評者: 本田由紀 / 朝⽇新聞掲載:2020年07月04日
学校の社会学 フランスの教育制度と社会的不平等 著者:園山大祐 出版社:明石書店 ジャンル:教育・学習参考書

ISBN: 9784750350141
発売⽇: 2020/05/07
サイズ: 20cm/225p

学校の社会学 フランスの教育制度と社会的不平等 [著]M・ブランシャール、J・カユエット=ランブリエール

 フランスの教育社会学といえば、ブルデューやブードンの研究が著名である。しかしそれ以外は英語圏の研究が参照されがちな中で、本書は近年のフランスの教育の動向と多様な研究成果を、「不平等」を軸に包括的に紹介している。
 バカロレア(大学入学資格試験)の取得率は増加したが、家庭背景や性別などによる進路選択の偏りは残る。
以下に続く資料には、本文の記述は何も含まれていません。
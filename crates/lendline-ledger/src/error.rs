use crate::records::TxHash;

/// The ledger refused an operation before accepting it.
///
/// Never retried automatically.
#[derive(Debug, Clone, PartialEq, Eq, thiserror::Error)]
pub enum SubmissionError {
    #[error("{operation} rejected by simulation: {reason}")]
    Rejected { operation: String, reason: String },

    #[error("{operation} has malformed parameters: {reason}")]
    Malformed { operation: String, reason: String },

    #[error("ledger unavailable for {operation}: {reason}")]
    Unavailable { operation: String, reason: String },
}

/// Finality of an accepted write was not observed as success.
///
/// The outcome is indeterminate until reconciliation reads the ledger.
#[derive(Debug, Clone, PartialEq, Eq, thiserror::Error)]
pub enum FinalityError {
    #[error("transaction {tx} reverted: {reason}")]
    Reverted { tx: TxHash, reason: String },

    #[error("timed out waiting for finality of {tx}")]
    TimedOut { tx: TxHash },

    #[error("transaction {tx} was dropped by a reorganization")]
    Reorganized { tx: TxHash },

    #[error("unknown transaction {tx}")]
    UnknownTransaction { tx: TxHash },
}

impl FinalityError {
    pub fn tx(&self) -> TxHash {
        match self {
            Self::Reverted { tx, .. }
            | Self::TimedOut { tx }
            | Self::Reorganized { tx }
            | Self::UnknownTransaction { tx } => *tx,
        }
    }
}

/// A read against the ledger failed.
#[derive(Debug, Clone, PartialEq, Eq, thiserror::Error)]
pub enum QueryError {
    #[error("transient failure on {query}: {reason}")]
    Transient { query: String, reason: String },

    #[error("malformed response to {query}: {reason}")]
    Malformed { query: String, reason: String },
}

impl QueryError {
    /// Reads have no side effects, so transient failures may be retried.
    pub fn is_retryable(&self) -> bool {
        matches!(self, Self::Transient { .. })
    }
}

/// The in-memory ledger clock cannot move as asked.
#[derive(Debug, Clone, PartialEq, Eq, thiserror::Error)]
pub enum ClockError {
    #[error("advancing clock {clock} by {secs}s overflows")]
    Overflow { clock: u64, secs: u64 },
}

/// A ledger client could not be bound to a signing identity.
#[derive(Debug, Clone, PartialEq, Eq, thiserror::Error)]
pub enum ConnectError {
    #[error("signer has no usable identity")]
    NoIdentity,

    #[error("ledger binding failed: {0}")]
    Bind(String),
}
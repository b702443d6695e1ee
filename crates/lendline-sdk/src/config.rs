use std::fs;
use std::path::{Path, PathBuf};
use std::time::Duration;

use serde::{Deserialize, Serialize};

use lendline_cache::RetryPolicy;
use lendline_types::Address;

use crate::error::{SdkError, SdkResult};

#[derive(Clone, Debug, PartialEq, Serialize, Deserialize)]
#[serde(default)]
pub struct ClientConfig {
    /// How long a caller waits for finality before the outcome is reported
    /// as unknown.
    pub finality_timeout_ms: u64,
    /// Backoff for ledger reads during reconciliation.
    pub reconcile_retry: RetryPolicy,
    /// Where the last connected identity is remembered, if anywhere.
    pub identity_store: Option<PathBuf>,
    pub ledger: LedgerEndpoint,
}

impl Default for ClientConfig {
    fn default() -> Self {
        Self {
            finality_timeout_ms: 60_000,
            reconcile_retry: RetryPolicy::default(),
            identity_store: None,
            ledger: LedgerEndpoint::default(),
        }
    }
}

/// Which deployed lending ledger the client talks to.
#[derive(Clone, Debug, PartialEq, Eq, Serialize, Deserialize)]
#[serde(default)]
pub struct LedgerEndpoint {
    pub name: String,
    pub contract: Option<Address>,
}

impl Default for LedgerEndpoint {
    fn default() -> Self {
        Self {
            name: "local".into(),
            contract: None,
        }
    }
}

impl ClientConfig {
    pub fn finality_timeout(&self) -> Duration {
        Duration::from_millis(self.finality_timeout_ms)
    }

    pub fn from_toml_str(text: &str) -> Result<Self, toml::de::Error> {
        toml::from_str(text)
    }

    pub fn load(path: impl AsRef<Path>) -> SdkResult<Self> {
        let path = path.as_ref();
        let text = fs::read_to_string(path)?;
        Self::from_toml_str(&text).map_err(|e| SdkError::Config {
            path: path.to_path_buf(),
            reason: e.to_string(),
        })
    }

    pub fn to_toml_string(&self) -> Result<String, toml::ser::Error> {
        toml::to_string_pretty(self)
    }
}
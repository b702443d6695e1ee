use std::fmt;
use std::time::Duration;

use thiserror::Error;

use lendline_ledger::{FinalityError, QueryError, SubmissionError, TxHash};
use lendline_projection::ProjectionError;
use lendline_types::{Amount, IntentId, LoanAction, LoanId, LoanStatus};

/// Local validation failed; nothing was sent to the ledger.
#[derive(Debug, Clone, PartialEq, Eq, Error)]
pub enum PreconditionError {
    #[error("no identity is connected")]
    NotConnected,

    #[error("invalid loan terms: {0}")]
    InvalidTerms(String),

    #[error("loan {0} does not exist")]
    LoanNotFound(LoanId),

    #[error("{action} is not allowed on loan {loan_id} while it is {status}")]
    IllegalTransition {
        loan_id: LoanId,
        action: LoanAction,
        status: LoanStatus,
    },

    #[error("only the borrower of loan {loan_id} may call {action}")]
    NotBorrower { loan_id: LoanId, action: LoanAction },

    #[error("only the lender of loan {loan_id} may call {action}")]
    NotLender { loan_id: LoanId, action: LoanAction },

    #[error("the borrower cannot fund their own loan {0}")]
    BorrowerCannotFund(LoanId),

    #[error("{action} on loan {loan_id} needs exactly {expected}, got {actual}")]
    WrongAmount {
        loan_id: LoanId,
        action: LoanAction,
        expected: Amount,
        actual: Amount,
    },

    #[error("another operation on loan {0} is still in flight")]
    OperationInFlight(LoanId),

    #[error("intent {0} was already issued; start a new request")]
    IntentAlreadyIssued(IntentId),

    #[error("intent {0} is older than every remembered intent; start a new request")]
    IntentExpired(IntentId),

    #[error("identity changed before the operation was submitted")]
    SessionChanged,
}

/// What a forced refresh learned after an unobserved or failed finality.
#[derive(Debug, Clone, PartialEq, Eq)]
pub struct Reconciliation {
    /// Whether the cache was rebuilt from the ledger.
    pub refreshed: bool,
    /// Status of the target loan in the rebuilt snapshot, when known.
    pub status: Option<LoanStatus>,
}

impl fmt::Display for Reconciliation {
    fn fmt(&self, f: &mut fmt::Formatter<'_>) -> fmt::Result {
        match (self.refreshed, self.status) {
            (true, Some(status)) => write!(f, "refreshed, loan is now {status}"),
            (true, None) => f.write_str("refreshed"),
            (false, _) => f.write_str("refresh failed, view may be stale"),
        }
    }
}

#[derive(Debug, Clone, PartialEq, Eq, Error)]
pub enum LifecycleError {
    #[error(transparent)]
    Precondition(#[from] PreconditionError),

    #[error(transparent)]
    Submission(#[from] SubmissionError),

    /// Finality failed. The write may or may not have taken effect.
    #[error("{source}; outcome unknown, {reconciliation}")]
    Finality {
        #[source]
        source: FinalityError,
        reconciliation: Reconciliation,
    },

    /// Gave up waiting for finality. The write was not withdrawn.
    #[error("no finality for {tx} within {waited:?}; outcome unknown, {reconciliation}")]
    Indeterminate {
        tx: TxHash,
        waited: Duration,
        reconciliation: Reconciliation,
    },

    #[error(transparent)]
    Query(#[from] QueryError),

    #[error(transparent)]
    Projection(#[from] ProjectionError),
}

impl LifecycleError {
    /// True when the ledger may have applied the write.
    pub fn is_indeterminate(&self) -> bool {
        matches!(self, Self::Finality { .. } | Self::Indeterminate { .. })
    }
}

pub type LifecycleResult<T> = Result<T, LifecycleError>;

/// A confirmed mutation whose follow-up refresh did not land.
#[derive(Debug, Clone, PartialEq, Eq)]
pub struct StaleViewWarning {
    pub loan_id: Option<LoanId>,
    pub reason: String,
}

impl fmt::Display for StaleViewWarning {
    fn fmt(&self, f: &mut fmt::Formatter<'_>) -> fmt::Result {
        match self.loan_id {
            Some(id) => write!(f, "loan {id} confirmed but view is stale: {}", self.reason),
            None => write!(f, "confirmed but view is stale: {}", self.reason),
        }
    }
}
//! Session and identity binding for LendLine.
//!
//! Tracks which identity the process acts as and keeps exactly one ledger
//! client bound to it. Every rebind advances the session epoch so work
//! started under an earlier identity can detect that it is stale.

pub mod binding;
pub mod error;
pub mod store;
pub mod wallet;

pub use binding::{Binding, SessionBinding, SessionChange};
pub use error::{SessionError, SessionResult};
pub use store::IdentityStore;
pub use wallet::{IdentityEvent, InMemoryWallet, WalletProvider};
複雑に分岐した教育制度と、減少したとは言え留年の仕組みをもつフランスでは、不平等を把握するために多様な指標を用いる必要があり、そこが研究者の腕の見せ所となる。
 進学率が上昇しても相対的不利が続くことを表す「引き延ばされた排除」など、普遍的有効性をもつ諸概念が目を引く。
 訳は硬めで、他の言葉を充てた方がよいのではと思われる箇所もあるが、「教育格差」が話題となっている日本の現状と照らし合わせて読むことで、現代における教育の隘路(あいろ)への理解が深められるだろう。